| Stored entries |
###
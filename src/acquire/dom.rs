//! Serialized DOM → raw snapshots.
//!
//! Selectors are scoped to the specific SET widgets; a whole-document table
//! scan picks up the wrong table too easily.

use std::sync::LazyLock;

use scraper::{ElementRef, Html, Selector};
use url::Url;

use crate::extract::text::{normalize, parse_unit};
use crate::models::{LabelValue, RawCard, RawCardSnapshot, RawLabeledBlock, RawLabeledPair, RawTableSnapshot};

fn selector(css: &str) -> Selector {
    Selector::parse(css).unwrap_or_else(|e| panic!("invalid selector {css:?}: {e:?}"))
}

// ── Selectors ─────────────────────────────────────────────────────────────────

static HIGHLIGHT_TABLE: LazyLock<Selector> =
    LazyLock::new(|| selector(".table-custom-field-main.table-turnover .table-custom-field--cnc"));
static TRADING_TABLE: LazyLock<Selector> =
    LazyLock::new(|| selector(".table-custom-field-main.table-tradingstat .table-custom-field--cnc"));
static SHAREHOLDER_TABLE: LazyLock<Selector> =
    LazyLock::new(|| selector(".table-custom-field-main .table-custom-field--cnc"));
static UNIT: LazyLock<Selector> = LazyLock::new(|| selector(".tab-content .unit span"));

static TR: LazyLock<Selector> = LazyLock::new(|| selector("tr"));
static BODY_TR: LazyLock<Selector> = LazyLock::new(|| selector("tbody tr"));
static CELL: LazyLock<Selector> = LazyLock::new(|| selector("th, td"));
static TD: LazyLock<Selector> = LazyLock::new(|| selector("td"));

static ACCORDION_ITEM: LazyLock<Selector> = LazyLock::new(|| selector(".accordion-item"));
static ACCORDION_BUTTON: LazyLock<Selector> = LazyLock::new(|| selector("button.accordion-button"));
static ACCORDION_BODY: LazyLock<Selector> = LazyLock::new(|| selector(".accordion-body"));
static DETAIL_ROW: LazyLock<Selector> = LazyLock::new(|| selector(".d-flex.mb-2"));

static PROFILE_BLOCK: LazyLock<Selector> = LazyLock::new(|| selector(".company-info-detail"));
static DESCRIPTION: LazyLock<Selector> = LazyLock::new(|| selector("h4 + span"));
static LABEL: LazyLock<Selector> = LazyLock::new(|| selector("label"));
static SPAN: LazyLock<Selector> = LazyLock::new(|| selector("span"));
static VALUE: LazyLock<Selector> = LazyLock::new(|| selector("span, a"));
static LINK: LazyLock<Selector> = LazyLock::new(|| selector("a[href]"));

/// Text nodes are joined with a space: period headers put the year and the
/// date range in sibling elements with nothing between them.
fn text_of(el: ElementRef) -> String {
    normalize(&el.text().collect::<Vec<_>>().join(" "))
}

fn matrix(table: ElementRef, rows: &Selector, cells: &Selector) -> RawTableSnapshot {
    table
        .select(rows)
        .map(|tr| tr.select(cells).map(text_of).collect::<Vec<_>>())
        .filter(|cells| !cells.is_empty())
        .collect()
}

// ── Highlights page ───────────────────────────────────────────────────────────

#[derive(Debug, Clone, Default, PartialEq)]
pub struct HighlightTables {
    pub financial: Option<RawTableSnapshot>,
    pub trading: Option<RawTableSnapshot>,
    pub unit: String,
}

pub fn highlight_tables(html: &str) -> HighlightTables {
    let doc = Html::parse_document(html);

    let financial = doc.select(&HIGHLIGHT_TABLE).next().map(|t| matrix(t, &TR, &CELL));
    let trading = doc.select(&TRADING_TABLE).next().map(|t| matrix(t, &TR, &CELL));
    let unit = parse_unit(&doc.select(&UNIT).next().map(text_of).unwrap_or_default());

    HighlightTables { financial, trading, unit }
}

// ── Major shareholders ────────────────────────────────────────────────────────

/// Body rows of the shareholder table; `None` if the table isn't on the page.
pub fn shareholder_table(html: &str) -> Option<RawTableSnapshot> {
    let doc = Html::parse_document(html);
    let table = doc.select(&SHAREHOLDER_TABLE).next()?;
    Some(matrix(table, &BODY_TR, &TD))
}

// ── Rights & benefits ─────────────────────────────────────────────────────────

/// Accordion cards in page order. Items missing a header button or body are
/// not cards and are skipped, as are detail rows without both label and value.
pub fn cards(html: &str) -> RawCardSnapshot {
    let doc = Html::parse_document(html);

    doc.select(&ACCORDION_ITEM)
        .filter_map(|item| {
            let button = item.select(&ACCORDION_BUTTON).next()?;
            let body = item.select(&ACCORDION_BODY).next()?;

            let detail_pairs = body
                .select(&DETAIL_ROW)
                .filter_map(|row| {
                    let label = row.select(&LABEL).next().map(text_of)?;
                    let value = row.select(&SPAN).next().map(text_of)?;
                    if label.is_empty() || value.is_empty() {
                        return None;
                    }
                    Some(LabelValue::new(label, value))
                })
                .collect();

            Some(RawCard { header_text: text_of(button), detail_pairs })
        })
        .collect()
}

// ── Company profile ───────────────────────────────────────────────────────────

/// The company-information block, or `None` if the page lacks it.
/// Link targets are resolved against `page_url`.
pub fn profile_block(html: &str, page_url: &str) -> Option<RawLabeledBlock> {
    let doc = Html::parse_document(html);
    let root = doc.select(&PROFILE_BLOCK).next()?;
    let base = Url::parse(page_url).ok();

    let anchor_text = root.select(&DESCRIPTION).next().map(text_of).unwrap_or_default();

    let pairs = root
        .select(&LABEL)
        .filter_map(|label| {
            let container = label.parent().and_then(ElementRef::wrap)?;
            let value = container.select(&VALUE).next()?;
            let href = container
                .select(&LINK)
                .next()
                .and_then(|a| a.value().attr("href"))
                .map(|h| resolve_href(base.as_ref(), h));
            Some(RawLabeledPair { label: text_of(label), value: text_of(value), href })
        })
        .collect();

    Some(RawLabeledBlock { anchor_text, pairs })
}

fn resolve_href(base: Option<&Url>, href: &str) -> String {
    let href = href.trim();
    base.and_then(|b| b.join(href).ok())
        .map(|u| u.to_string())
        .unwrap_or_else(|| href.to_string())
}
###
| EXERCISE DETAILS |
Reproduce only the lines above, starting at the line with "Rights & benefits" and ending at the line with "let body = item.select(&ACCORDION_BODY).next()?;", exactly as written.

| RESPONSE TO THE TASK |
// ── Rights & benefits ─────────────────────────────────────────────────────────

/// Accordion cards in page order. Items missing a header button or body are
/// not cards and are skipped, as are detail rows without both label and value.
pub fn cards(html: &str) -> RawCardSnapshot {
    let doc = Html::parse_document(html);

    doc.select(&ACCORDION_ITEM)
        .filter_map(|item| {
            let button = item.select(&ACCORDION_BUTTON).next()?;
            let body = item.select(&ACCORDION_BODY).next()?;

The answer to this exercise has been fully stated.